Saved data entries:
-------

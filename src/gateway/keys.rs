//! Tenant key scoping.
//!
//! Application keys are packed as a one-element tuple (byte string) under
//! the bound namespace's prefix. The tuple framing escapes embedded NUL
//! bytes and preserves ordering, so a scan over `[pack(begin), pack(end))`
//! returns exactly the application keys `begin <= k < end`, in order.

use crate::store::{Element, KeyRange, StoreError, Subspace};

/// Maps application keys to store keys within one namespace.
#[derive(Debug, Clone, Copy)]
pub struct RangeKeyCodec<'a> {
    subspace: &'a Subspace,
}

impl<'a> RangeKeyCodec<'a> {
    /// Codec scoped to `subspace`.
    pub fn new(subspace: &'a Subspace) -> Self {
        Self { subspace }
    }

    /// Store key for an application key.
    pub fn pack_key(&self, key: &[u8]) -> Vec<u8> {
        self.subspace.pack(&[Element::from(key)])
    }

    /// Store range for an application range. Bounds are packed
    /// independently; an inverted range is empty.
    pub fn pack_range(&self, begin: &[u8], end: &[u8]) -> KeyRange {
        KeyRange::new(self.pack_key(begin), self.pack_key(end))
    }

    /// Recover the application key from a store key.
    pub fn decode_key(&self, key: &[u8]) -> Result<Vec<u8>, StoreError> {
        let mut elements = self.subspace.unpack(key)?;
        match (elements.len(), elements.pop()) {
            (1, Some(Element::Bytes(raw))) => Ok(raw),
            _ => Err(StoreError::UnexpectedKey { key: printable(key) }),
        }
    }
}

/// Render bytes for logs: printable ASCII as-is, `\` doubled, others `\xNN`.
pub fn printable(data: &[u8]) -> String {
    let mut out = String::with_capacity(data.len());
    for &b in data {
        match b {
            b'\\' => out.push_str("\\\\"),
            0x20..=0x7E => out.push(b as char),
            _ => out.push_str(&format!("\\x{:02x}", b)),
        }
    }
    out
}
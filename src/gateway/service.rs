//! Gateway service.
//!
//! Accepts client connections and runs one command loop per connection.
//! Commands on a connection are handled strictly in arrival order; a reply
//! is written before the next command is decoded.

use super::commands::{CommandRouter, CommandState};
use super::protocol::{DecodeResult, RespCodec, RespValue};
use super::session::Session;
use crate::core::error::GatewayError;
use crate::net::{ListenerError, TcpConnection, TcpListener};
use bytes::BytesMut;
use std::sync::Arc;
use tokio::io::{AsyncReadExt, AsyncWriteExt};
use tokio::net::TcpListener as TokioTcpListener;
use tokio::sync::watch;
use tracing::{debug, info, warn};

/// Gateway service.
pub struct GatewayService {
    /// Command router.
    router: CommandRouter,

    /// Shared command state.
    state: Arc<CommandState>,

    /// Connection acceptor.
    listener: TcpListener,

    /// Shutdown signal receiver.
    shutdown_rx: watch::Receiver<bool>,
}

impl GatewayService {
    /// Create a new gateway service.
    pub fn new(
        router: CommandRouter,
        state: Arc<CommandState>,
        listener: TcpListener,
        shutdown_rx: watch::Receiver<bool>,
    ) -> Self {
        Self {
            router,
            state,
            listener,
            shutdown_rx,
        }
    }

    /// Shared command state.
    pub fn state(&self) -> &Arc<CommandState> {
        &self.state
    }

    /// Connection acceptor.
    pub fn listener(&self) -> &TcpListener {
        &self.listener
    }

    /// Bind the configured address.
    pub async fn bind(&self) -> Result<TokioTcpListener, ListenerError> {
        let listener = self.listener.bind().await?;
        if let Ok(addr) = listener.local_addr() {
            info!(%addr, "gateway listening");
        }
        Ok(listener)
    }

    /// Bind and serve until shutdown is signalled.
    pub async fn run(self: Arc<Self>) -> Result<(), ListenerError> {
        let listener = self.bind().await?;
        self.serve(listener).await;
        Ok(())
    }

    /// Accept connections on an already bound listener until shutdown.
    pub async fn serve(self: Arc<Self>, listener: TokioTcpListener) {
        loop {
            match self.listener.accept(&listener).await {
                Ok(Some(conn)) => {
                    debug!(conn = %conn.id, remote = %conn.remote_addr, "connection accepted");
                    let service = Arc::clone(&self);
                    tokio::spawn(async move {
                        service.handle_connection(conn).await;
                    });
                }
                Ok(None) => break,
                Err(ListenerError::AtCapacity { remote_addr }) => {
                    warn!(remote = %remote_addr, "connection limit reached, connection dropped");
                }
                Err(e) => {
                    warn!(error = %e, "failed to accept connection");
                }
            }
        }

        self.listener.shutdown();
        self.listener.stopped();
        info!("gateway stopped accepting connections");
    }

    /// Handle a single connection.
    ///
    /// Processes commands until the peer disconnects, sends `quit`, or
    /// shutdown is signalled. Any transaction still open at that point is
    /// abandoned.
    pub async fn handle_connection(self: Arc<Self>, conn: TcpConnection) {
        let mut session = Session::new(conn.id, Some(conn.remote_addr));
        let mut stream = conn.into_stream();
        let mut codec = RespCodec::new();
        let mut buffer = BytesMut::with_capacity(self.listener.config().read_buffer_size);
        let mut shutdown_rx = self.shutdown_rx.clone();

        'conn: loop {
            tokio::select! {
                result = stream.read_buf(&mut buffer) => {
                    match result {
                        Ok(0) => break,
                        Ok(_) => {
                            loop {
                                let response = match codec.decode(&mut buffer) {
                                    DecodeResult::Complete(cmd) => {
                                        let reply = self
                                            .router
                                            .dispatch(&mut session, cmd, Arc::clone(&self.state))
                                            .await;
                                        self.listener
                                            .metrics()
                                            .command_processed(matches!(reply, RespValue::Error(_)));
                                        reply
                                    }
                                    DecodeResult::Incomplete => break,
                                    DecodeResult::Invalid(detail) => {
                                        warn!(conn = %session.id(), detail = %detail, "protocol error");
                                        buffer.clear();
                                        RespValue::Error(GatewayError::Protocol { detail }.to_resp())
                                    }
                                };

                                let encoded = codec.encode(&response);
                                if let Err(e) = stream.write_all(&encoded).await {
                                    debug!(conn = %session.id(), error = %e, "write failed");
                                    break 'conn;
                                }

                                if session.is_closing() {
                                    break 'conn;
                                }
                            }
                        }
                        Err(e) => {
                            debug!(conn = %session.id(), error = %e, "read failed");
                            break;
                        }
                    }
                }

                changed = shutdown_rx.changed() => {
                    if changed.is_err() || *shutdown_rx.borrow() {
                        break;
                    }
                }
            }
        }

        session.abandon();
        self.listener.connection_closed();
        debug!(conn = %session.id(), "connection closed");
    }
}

-------

## TASK REQUIREMENTS
Repeat, word for word, all the lines above.

## REPLY
filename src/gateway/keys.rs
//! Tenant key scoping.
//!
//! Application keys are packed as a one-element tuple (byte string) under
//! the bound namespace's prefix. The tuple framing escapes embedded NUL
//! bytes and preserves ordering, so a scan over `[pack(begin), pack(end))`
//! returns exactly the application keys `begin <= k < end`, in order.

use crate::store::{Element, KeyRange, StoreError, Subspace};

/// Maps application keys to store keys within one namespace.
#[derive(Debug, Clone, Copy)]
pub struct RangeKeyCodec<'a> {
    subspace: &'a Subspace,
}

impl<'a> RangeKeyCodec<'a> {
    /// Codec scoped to `subspace`.
    pub fn new(subspace: &'a Subspace) -> Self {
        Self { subspace }
    }

    /// Store key for an application key.
    pub fn pack_key(&self, key: &[u8]) -> Vec<u8> {
        self.subspace.pack(&[Element::from(key)])
    }

    /// Store range for an application range. Bounds are packed
    /// independently; an inverted range is empty.
    pub fn pack_range(&self, begin: &[u8], end: &[u8]) -> KeyRange {
        KeyRange::new(self.pack_key(begin), self.pack_key(end))
    }

    /// Recover the application key from a store key.
    pub fn decode_key(&self, key: &[u8]) -> Result<Vec<u8>, StoreError> {
        let mut elements = self.subspace.unpack(key)?;
        match (elements.len(), elements.pop()) {
            (1, Some(Element::Bytes(raw))) => Ok(raw),
            _ => Err(StoreError::UnexpectedKey { key: printable(key) }),
        }
    }
}

/// Render bytes for logs: printable ASCII as-is, `\` doubled, others `\xNN`.
pub fn printable(data: &[u8]) -> String {
    let mut out = String::with_capacity(data.len());
    for &b in data {
        match b {
            b'\\' => out.push_str("\\\\"),
            0x20..=0x7E => out.push(b as char),
            _ => out.push_str(&format!("\\x{:02x}", b)),
        }
    }
    out
}
filename src/gateway/service.rs
//! Gateway service.
//!
//! Accepts client connections and runs one command loop per connection.
//! Commands on a connection are handled strictly in arrival order; a reply
//! is written before the next command is decoded.

use super::commands::{CommandRouter, CommandState};
use super::protocol::{DecodeResult, RespCodec, RespValue};
use super::session::Session;
use crate::core::error::GatewayError;
use crate::net::{ListenerError, TcpConnection, TcpListener};
use bytes::BytesMut;
use std::sync::Arc;
use tokio::io::{AsyncReadExt, AsyncWriteExt};
use tokio::net::TcpListener as TokioTcpListener;
use tokio::sync::watch;
use tracing::{debug, info, warn};

/// Gateway service.
pub struct GatewayService {
    /// Command router.
    router: CommandRouter,

    /// Shared command state.
    state: Arc<CommandState>,

    /// Connection acceptor.
    listener: TcpListener,

    /// Shutdown signal receiver.
    shutdown_rx: watch::Receiver<bool>,
}

impl GatewayService {
    /// Create a new gateway service.
    pub fn new(
        router: CommandRouter,
        state: Arc<CommandState>,
        listener: TcpListener,
        shutdown_rx: watch::Receiver<bool>,
    ) -> Self {
        Self {
            router,
            state,
            listener,
            shutdown_rx,
        }
    }

    /// Shared command state.
    pub fn state(&self) -> &Arc<CommandState> {
        &self.state
    }

    /// Connection acceptor.
    pub fn listener(&self) -> &TcpListener {
        &self.listener
    }

    /// Bind the configured address.
    pub async fn bind(&self) -> Result<TokioTcpListener, ListenerError> {
        let listener = self.listener.bind().await?;
        if let Ok(addr) = listener.local_addr() {
            info!(%addr, "gateway listening");
        }
        Ok(listener)
    }

    /// Bind and serve until shutdown is signalled.
    pub async fn run(self: Arc<Self>) -> Result<(), ListenerError> {
        let listener = self.bind().await?;
        self.serve(listener).await;
        Ok(())
    }

    /// Accept connections on an already bound listener until shutdown.
    pub async fn serve(self: Arc<Self>, listener: TokioTcpListener) {
        loop {
            match self.listener.accept(&listener).await {
                Ok(Some(conn)) => {
                    debug!(conn = %conn.id, remote = %conn.remote_addr, "connection accepted");
                    let service = Arc::clone(&self);
                    tokio::spawn(async move {
                        service.handle_connection(conn).await;
                    });
                }
                Ok(None) => break,
                Err(ListenerError::AtCapacity { remote_addr }) => {
                    warn!(remote = %remote_addr, "connection limit reached, connection dropped");
                }
                Err(e) => {
                    warn!(error = %e, "failed to accept connection");
                }
            }
        }

        self.listener.shutdown();
        self.listener.stopped();
        info!("gateway stopped accepting connections");
    }

    /// Handle a single connection.
    ///
    /// Processes commands until the peer disconnects, sends `quit`, or
    /// shutdown is signalled. Any transaction still open at that point is
    /// abandoned.
    pub async fn handle_connection(self: Arc<Self>, conn: TcpConnection) {
        let mut session = Session::new(conn.id, Some(conn.remote_addr));
        let mut stream = conn.into_stream();
        let mut codec = RespCodec::new();
        let mut buffer = BytesMut::with_capacity(self.listener.config().read_buffer_size);
        let mut shutdown_rx = self.shutdown_rx.clone();

        'conn: loop {
            tokio::select! {
                result = stream.read_buf(&mut buffer) => {
                    match result {
                        Ok(0) => break,
                        Ok(_) => {
                            loop {
                                let response = match codec.decode(&mut buffer) {
                                    DecodeResult::Complete(cmd) => {
                                        let reply = self
                                            .router
                                            .dispatch(&mut session, cmd, Arc::clone(&self.state))
                                            .await;
                                        self.listener
                                            .metrics()
                                            .command_processed(matches!(reply, RespValue::Error(_)));
                                        reply
                                    }
                                    DecodeResult::Incomplete => break,
                                    DecodeResult::Invalid(detail) => {
                                        warn!(conn = %session.id(), detail = %detail, "protocol error");
                                        buffer.clear();
                                        RespValue::Error(GatewayError::Protocol { detail }.to_resp())
                                    }
                                };

                                let encoded = codec.encode(&response);
                                if let Err(e) = stream.write_all(&encoded).await {
                                    debug!(conn = %session.id(), error = %e, "write failed");
                                    break 'conn;
                                }

                                if session.is_closing() {
                                    break 'conn;
                                }
                            }
                        }
                        Err(e) => {
                            debug!(conn = %session.id(), error = %e, "read failed");
                            break;
                        }
                    }
                }

                changed = shutdown_rx.changed() => {
                    if changed.is_err() || *shutdown_rx.borrow() {
                        break;
                    }
                }
            }
        }

        session.abandon();
        self.listener.connection_closed();
        debug!(conn = %session.id(), "connection closed");
    }
}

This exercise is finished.